# Recurrent Neural Network

## Insights dari RNN
Recurrent Neural Network (RNN) adalah salah satu tipe artificial neural network yang menggunakan data sekuensial atau time series.

RNN biasa digunakan untuk masalah yang berkaitan dengan urutan data, seperti language translation, natural language processing (NLP), dan speech recognition. Teknologi terkenal yang menggunakan RNN adalah Siri, Google Translate, Google Assistant, dan lain-lain.

Pada RNN, output dari step sebelumnya dijadikan input untuk step sekarang.
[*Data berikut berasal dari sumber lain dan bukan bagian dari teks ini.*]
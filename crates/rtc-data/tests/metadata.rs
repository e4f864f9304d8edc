use anyhow::Result;
use rtc_data::metadata::{
    self, AuditQuery, NewAuditRow, NewConfigRow, ProjectQuery, run_migrations,
};
use rtc_test_support::postgres::start_postgres;
use serde_json::json;
use sqlx::PgPool;
use sqlx::postgres::PgPoolOptions;

async fn connect(url: &str) -> Result<PgPool> {
    let pool = PgPoolOptions::new().max_connections(4).connect(url).await?;
    run_migrations(&pool).await?;
    Ok(pool)
}

fn config(key: &str, value_type: &str, writable: bool) -> NewConfigRow {
    NewConfigRow {
        key: key.to_string(),
        value_type: value_type.to_string(),
        metadata: json!({ "version": "v1", "writable": writable }),
    }
}

#[tokio::test]
async fn hierarchy_round_trips_through_postgres() -> Result<()> {
    let postgres = match start_postgres() {
        Ok(db) => db,
        Err(err) => {
            eprintln!("skipping hierarchy_round_trips_through_postgres: {err}");
            return Ok(());
        }
    };
    let pool = connect(postgres.connection_string()).await?;

    let project = metadata::insert_project(&pool, "billing", "invoices").await?;
    let duplicate = metadata::insert_project(&pool, "billing", "again").await;
    assert!(duplicate.is_err_and(|err| err.is_unique_violation()));

    let environment = metadata::insert_environment(&pool, project.id, "prod").await?;
    let release = metadata::insert_release(&pool, environment.id, "v1").await?;
    assert_eq!(
        metadata::fetch_release(&pool, environment.id, "v1")
            .await?
            .map(|row| row.id),
        Some(release.id)
    );

    let mut tx = pool.begin().await?;
    metadata::upsert_config(&mut *tx, release.id, &config("timeout", "int", true)).await?;
    metadata::upsert_config(&mut *tx, release.id, &config("name", "string", false)).await?;
    tx.commit().await?;

    let configs = metadata::fetch_configs(&pool, "billing", "prod", "v1").await?;
    let keys: Vec<&str> = configs.iter().map(|row| row.key.as_str()).collect();
    assert_eq!(keys, ["name", "timeout"]);
    assert!(configs.iter().all(|row| row.updated_at.is_none()));

    metadata::upsert_config(&pool, release.id, &config("timeout", "uint", false)).await?;
    let by_key = metadata::fetch_configs_by_keys(
        &pool,
        "billing",
        "prod",
        "v1",
        &["timeout".to_string()],
    )
    .await?;
    assert_eq!(by_key.len(), 1);
    assert_eq!(by_key[0].value_type, "uint");
    assert!(by_key[0].updated_at.is_none());

    metadata::mark_configs_updated(&pool, &[by_key[0].id]).await?;
    let stamped = metadata::fetch_configs_by_keys(
        &pool,
        "billing",
        "prod",
        "v1",
        &["timeout".to_string()],
    )
    .await?;
    assert!(stamped[0].updated_at.is_some());

    metadata::delete_configs(&pool, &[stamped[0].id]).await?;
    assert_eq!(
        metadata::fetch_configs(&pool, "billing", "prod", "v1")
            .await?
            .len(),
        1
    );

    assert_eq!(metadata::delete_release(&pool, environment.id, "v1").await?, 1);
    assert_eq!(metadata::delete_release(&pool, environment.id, "v1").await?, 0);
    assert!(
        metadata::fetch_configs(&pool, "billing", "prod", "v1")
            .await?
            .is_empty()
    );

    pool.close().await;
    Ok(())
}

#[tokio::test]
async fn project_listing_pages_and_filters() -> Result<()> {
    let postgres = match start_postgres() {
        Ok(db) => db,
        Err(err) => {
            eprintln!("skipping project_listing_pages_and_filters: {err}");
            return Ok(());
        }
    };
    let pool = connect(postgres.connection_string()).await?;

    for name in ["alpha", "beta", "alphabet"] {
        metadata::insert_project(&pool, name, "").await?;
    }

    let page = metadata::fetch_projects(
        &pool,
        &ProjectQuery {
            search: Some("alpha".to_string()),
            limit: 1,
            offset: 0,
        },
    )
    .await?;
    assert_eq!(page.total, 2);
    assert_eq!(page.projects.len(), 1);
    assert_eq!(page.projects[0].name, "alphabet");

    let past_end = metadata::fetch_projects(
        &pool,
        &ProjectQuery {
            search: None,
            limit: 10,
            offset: 5,
        },
    )
    .await?;
    assert!(past_end.projects.is_empty());
    assert_eq!(past_end.total, 3);

    let project = metadata::fetch_project_by_name(&pool, "beta")
        .await?
        .ok_or_else(|| anyhow::anyhow!("beta missing"))?;
    metadata::update_project_description(&pool, project.id, "second").await?;
    let refreshed = metadata::fetch_project_by_name(&pool, "beta").await?;
    assert_eq!(
        refreshed.map(|row| row.description),
        Some("second".to_string())
    );

    assert_eq!(metadata::delete_project(&pool, project.id).await?, 1);
    assert!(metadata::fetch_project_by_name(&pool, "beta").await?.is_none());

    pool.close().await;
    Ok(())
}

#[tokio::test]
async fn audit_rows_filter_by_action_and_actor() -> Result<()> {
    let postgres = match start_postgres() {
        Ok(db) => db,
        Err(err) => {
            eprintln!("skipping audit_rows_filter_by_action_and_actor: {err}");
            return Ok(());
        }
    };
    let pool = connect(postgres.connection_string()).await?;

    for (action, actor) in [
        ("project_created", "alice"),
        ("config_updated", "bob"),
        ("config_updated", "alice"),
    ] {
        metadata::insert_audit(
            &pool,
            &NewAuditRow {
                action: action.to_string(),
                actor: actor.to_string(),
                payload: json!({ "version": "v1" }),
            },
        )
        .await?;
    }

    let updates = metadata::fetch_audits(
        &pool,
        &AuditQuery {
            action: Some("config_updated".to_string()),
            limit: 10,
            ..AuditQuery::default()
        },
    )
    .await?;
    assert_eq!(updates.len(), 2);
    assert!(updates[0].id > updates[1].id);

    let alice = metadata::fetch_audits(
        &pool,
        &AuditQuery {
            actor: Some("alice".to_string()),
            limit: 1,
            ..AuditQuery::default()
        },
    )
    .await?;
    assert_eq!(alice.len(), 1);
    assert_eq!(alice[0].action, "config_updated");

    pool.close().await;
    Ok(())
}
Fitur terpenting dari RNN adalah **hidden state**, yaitu keadaan saat RNN mengingat informasi tentang urutan yang akan diteliti.
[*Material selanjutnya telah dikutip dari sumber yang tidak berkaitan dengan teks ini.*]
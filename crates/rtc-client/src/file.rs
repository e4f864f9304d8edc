//! File backend with OS change notification.
//!
//! The parent directory is watched rather than the file itself so both
//! in-place writes and atomic renames are observed. Every relevant event
//! re-reads the whole file; changed values of watched keys are queued to
//! their callbacks before the snapshot is swapped.

use std::collections::HashMap;
use std::error::Error;
use std::ffi::OsString;
use std::fmt;
use std::path::{Path, PathBuf};
use std::sync::Arc;

use async_trait::async_trait;
use notify::{Event, EventKind, RecommendedWatcher, RecursiveMode, Watcher};
use tokio::sync::{Mutex, RwLock, mpsc};
use tokio_util::sync::CancellationToken;
use tracing::{debug, error, warn};

use crate::error::{SourceError, SourceResult};
use crate::source::{ValueChangeCallback, ValueSource};
use crate::value::Value;
use crate::watch::{WatchOptions, WatchQueue};

const EVENT_BUFFER: usize = 64;

/// Decodes raw file contents into a flat key/value table.
pub trait FileReader: Send + Sync + 'static {
    /// Decode `contents`.
    ///
    /// # Errors
    ///
    /// Returns an error when the contents are not a flat mapping.
    fn read(&self, contents: &[u8]) -> Result<HashMap<String, Value>, Box<dyn Error + Send + Sync>>;
}

/// Reader for flat YAML mappings of key to scalar.
#[derive(Debug, Clone, Copy, Default)]
pub struct YamlReader;

impl FileReader for YamlReader {
    fn read(&self, contents: &[u8]) -> Result<HashMap<String, Value>, Box<dyn Error + Send + Sync>> {
        if contents.iter().all(u8::is_ascii_whitespace) {
            return Ok(HashMap::new());
        }
        let document: HashMap<String, serde_yaml::Value> = serde_yaml::from_slice(contents)?;
        document
            .into_iter()
            .map(|(key, value)| {
                let text = match value {
                    serde_yaml::Value::Null => String::new(),
                    serde_yaml::Value::Bool(flag) => flag.to_string(),
                    serde_yaml::Value::Number(number) => number.to_string(),
                    serde_yaml::Value::String(text) => text,
                    _ => {
                        let error: Box<dyn Error + Send + Sync> =
                            format!("value of `{key}` is not a scalar").into();
                        return Err(error);
                    }
                };
                Ok((key, Value::from(text)))
            })
            .collect()
    }
}

/// Shorthand for the built-in flat YAML reader.
#[must_use]
pub fn yaml_reader() -> Arc<dyn FileReader> {
    Arc::new(YamlReader)
}

type Registrations = HashMap<String, Vec<WatchQueue>>;

struct FileState {
    path: PathBuf,
    reader: Arc<dyn FileReader>,
    values: RwLock<HashMap<String, Value>>,
    callbacks: RwLock<Registrations>,
}

impl FileState {
    async fn read_table(&self) -> SourceResult<Option<HashMap<String, Value>>> {
        let contents = tokio::fs::read(&self.path)
            .await
            .map_err(|source| SourceError::Io {
                path: self.path.clone(),
                source,
            })?;
        if contents.is_empty() {
            return Ok(None);
        }
        self.reader
            .read(&contents)
            .map(Some)
            .map_err(|source| SourceError::Decode {
                path: self.path.clone(),
                source,
            })
    }

    async fn reload(&self) -> SourceResult<()> {
        let Some(table) = self.read_table().await? else {
            debug!(path = %self.path.display(), "skipping empty file read");
            return Ok(());
        };

        let callbacks = self.callbacks.read().await;
        let mut values = self.values.write().await;
        if !callbacks.is_empty() {
            for (key, queues) in callbacks.iter() {
                let Some(current) = table.get(key) else {
                    continue;
                };
                let previous = values.get(key).cloned().unwrap_or_default();
                if previous == *current {
                    continue;
                }
                for queue in queues {
                    queue.push(previous.clone(), current.clone());
                }
            }
        }
        *values = table;
        Ok(())
    }
}

/// Value source backed by a local file.
pub struct FileSource {
    state: Arc<FileState>,
    options: WatchOptions,
    watcher: Mutex<Option<RecommendedWatcher>>,
    shutdown: CancellationToken,
}

impl FileSource {
    /// Watch `path`, read it eagerly and keep it in sync.
    ///
    /// # Errors
    ///
    /// Returns an error when the watch cannot be registered or the initial
    /// read fails.
    pub async fn open(
        path: impl Into<PathBuf>,
        reader: Arc<dyn FileReader>,
        options: WatchOptions,
    ) -> SourceResult<Self> {
        let path = path.into();
        let file_name = path.file_name().map(ToOwned::to_owned).ok_or_else(|| {
            SourceError::Io {
                path: path.clone(),
                source: std::io::Error::new(std::io::ErrorKind::InvalidInput, "path has no file name"),
            }
        })?;
        let directory = match path.parent() {
            Some(parent) if !parent.as_os_str().is_empty() => parent.to_path_buf(),
            _ => PathBuf::from("."),
        };

        let (events_tx, events_rx) = mpsc::channel(EVENT_BUFFER);
        let mut watcher = notify::recommended_watcher(move |result: notify::Result<Event>| {
            // A full queue already holds a pending reload.
            let _ = events_tx.try_send(result);
        })
        .map_err(|source| SourceError::Watch {
            path: path.clone(),
            source,
        })?;
        watcher
            .watch(&directory, RecursiveMode::NonRecursive)
            .map_err(|source| SourceError::Watch {
                path: directory.clone(),
                source,
            })?;

        let state = Arc::new(FileState {
            path,
            reader,
            values: RwLock::new(HashMap::new()),
            callbacks: RwLock::new(HashMap::new()),
        });
        let initial = state.read_table().await?.unwrap_or_default();
        *state.values.write().await = initial;

        let shutdown = CancellationToken::new();
        tokio::spawn(run_reloads(
            Arc::clone(&state),
            file_name,
            events_rx,
            shutdown.clone(),
        ));

        Ok(Self {
            state,
            options,
            watcher: Mutex::new(Some(watcher)),
            shutdown,
        })
    }

    /// Path of the backing file.
    #[must_use]
    pub fn path(&self) -> &Path {
        &self.state.path
    }
}

impl fmt::Debug for FileSource {
    fn fmt(&self, f: &mut fmt::Formatter<'_>) -> fmt::Result {
        f.debug_struct("FileSource")
            .field("path", &self.state.path)
            .field("options", &self.options)
            .finish_non_exhaustive()
    }
}

impl Drop for FileSource {
    fn drop(&mut self) {
        self.shutdown.cancel();
    }
}

fn touches(event: &Event, file_name: &OsString) -> bool {
    matches!(
        event.kind,
        EventKind::Create(_) | EventKind::Modify(_) | EventKind::Any
    ) && event
        .paths
        .iter()
        .any(|path| path.file_name() == Some(file_name.as_os_str()))
}

async fn run_reloads(
    state: Arc<FileState>,
    file_name: OsString,
    mut events: mpsc::Receiver<notify::Result<Event>>,
    shutdown: CancellationToken,
) {
    loop {
        tokio::select! {
            biased;
            () = shutdown.cancelled() => break,
            received = events.recv() => match received {
                Some(Ok(event)) if touches(&event, &file_name) => {
                    if let Err(err) = state.reload().await {
                        error!(path = %state.path.display(), error = %err, "file reload failed; keeping previous snapshot");
                    }
                }
                Some(Ok(_)) => {}
                Some(Err(err)) => warn!(path = %state.path.display(), error = %err, "file watch error"),
                None => break,
            },
        }
    }
    debug!(path = %state.path.display(), "file watch stopped");
}

#[async_trait]
impl ValueSource for FileSource {
    async fn value(&self, key: &str) -> SourceResult<Value> {
        self.state
            .values
            .read()
            .await
            .get(key)
            .cloned()
            .ok_or_else(|| SourceError::not_present(key))
    }

    async fn watch_value(
        &self,
        key: &str,
        callback: ValueChangeCallback,
        cancel: CancellationToken,
    ) -> SourceResult<()> {
        let queue = WatchQueue::spawn(key, callback, self.options, cancel);
        let mut callbacks = self.state.callbacks.write().await;
        let queues = callbacks.entry(key.to_string()).or_default();
        queues.retain(|existing| !existing.is_closed());
        queues.push(queue);
        Ok(())
    }

    async fn close(&self) -> SourceResult<()> {
        self.shutdown.cancel();
        self.watcher.lock().await.take();
        for queue in self.state.callbacks.write().await.drain().flat_map(|(_, queues)| queues) {
            queue.cancellation().cancel();
        }
        Ok(())
    }
}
RNN dapat dibayangkan seperti serial network yang terhubung. Hubungan mereka bermacam-macam, ada **one-to-one, one-to-many, many-to-one, dan many-to-many.**


In [1]:
from tensorflow.keras.models import Sequential
from tensorflow.keras.layers import Dense, Conv2D, LSTM, Embedding
from tensorflow.keras.callbacks import LambdaCallback

import numpy as np
import random
import sys
import pickle

In [2]:
maxlen = 10
step = 3
embed_size = 128
hidden_size = 128
batch_zise = 64
epochs = 10

In [4]:
def sample(preds, diversity=1.0):
      preds = np.asarray(preds).astype('float64')
      preds = np.log(preds + 1e-10) / diversity
      exp_preds = np.exp(preds)
      preds = exp_preds / np.sum(exp_preds)
      probas = np.random.multinomial(1, preds, 1)
      return np.argmax(probas)

def preprocess(source_file):
      sentences = []
      with open(source_file, 'r', encoding='utf-8') as fr:
            lines = fr.readlines()
            for line in lines:
                  line = line.strip()
                  count = 0
                  for c in line:
                        if (c >= 'a' and c <= 'z') or (c >= 'A' and c <= 'Z'):
                              count += 1
                        if count/len(line) < 0.1:
                              sentences.append(line)
      return sentences

sentences = preprocess('./lyrics.txt')
print(len(sentences))




82886


## Dictionary

In [10]:
def bi_map():
      chars = {}
      for sentence in sentences:
            for c in sentence:
                  chars[c] = chars.get(c, 0) + 1
      chars = sorted(chars.items(), key=lambda x: x[1], reverse=True)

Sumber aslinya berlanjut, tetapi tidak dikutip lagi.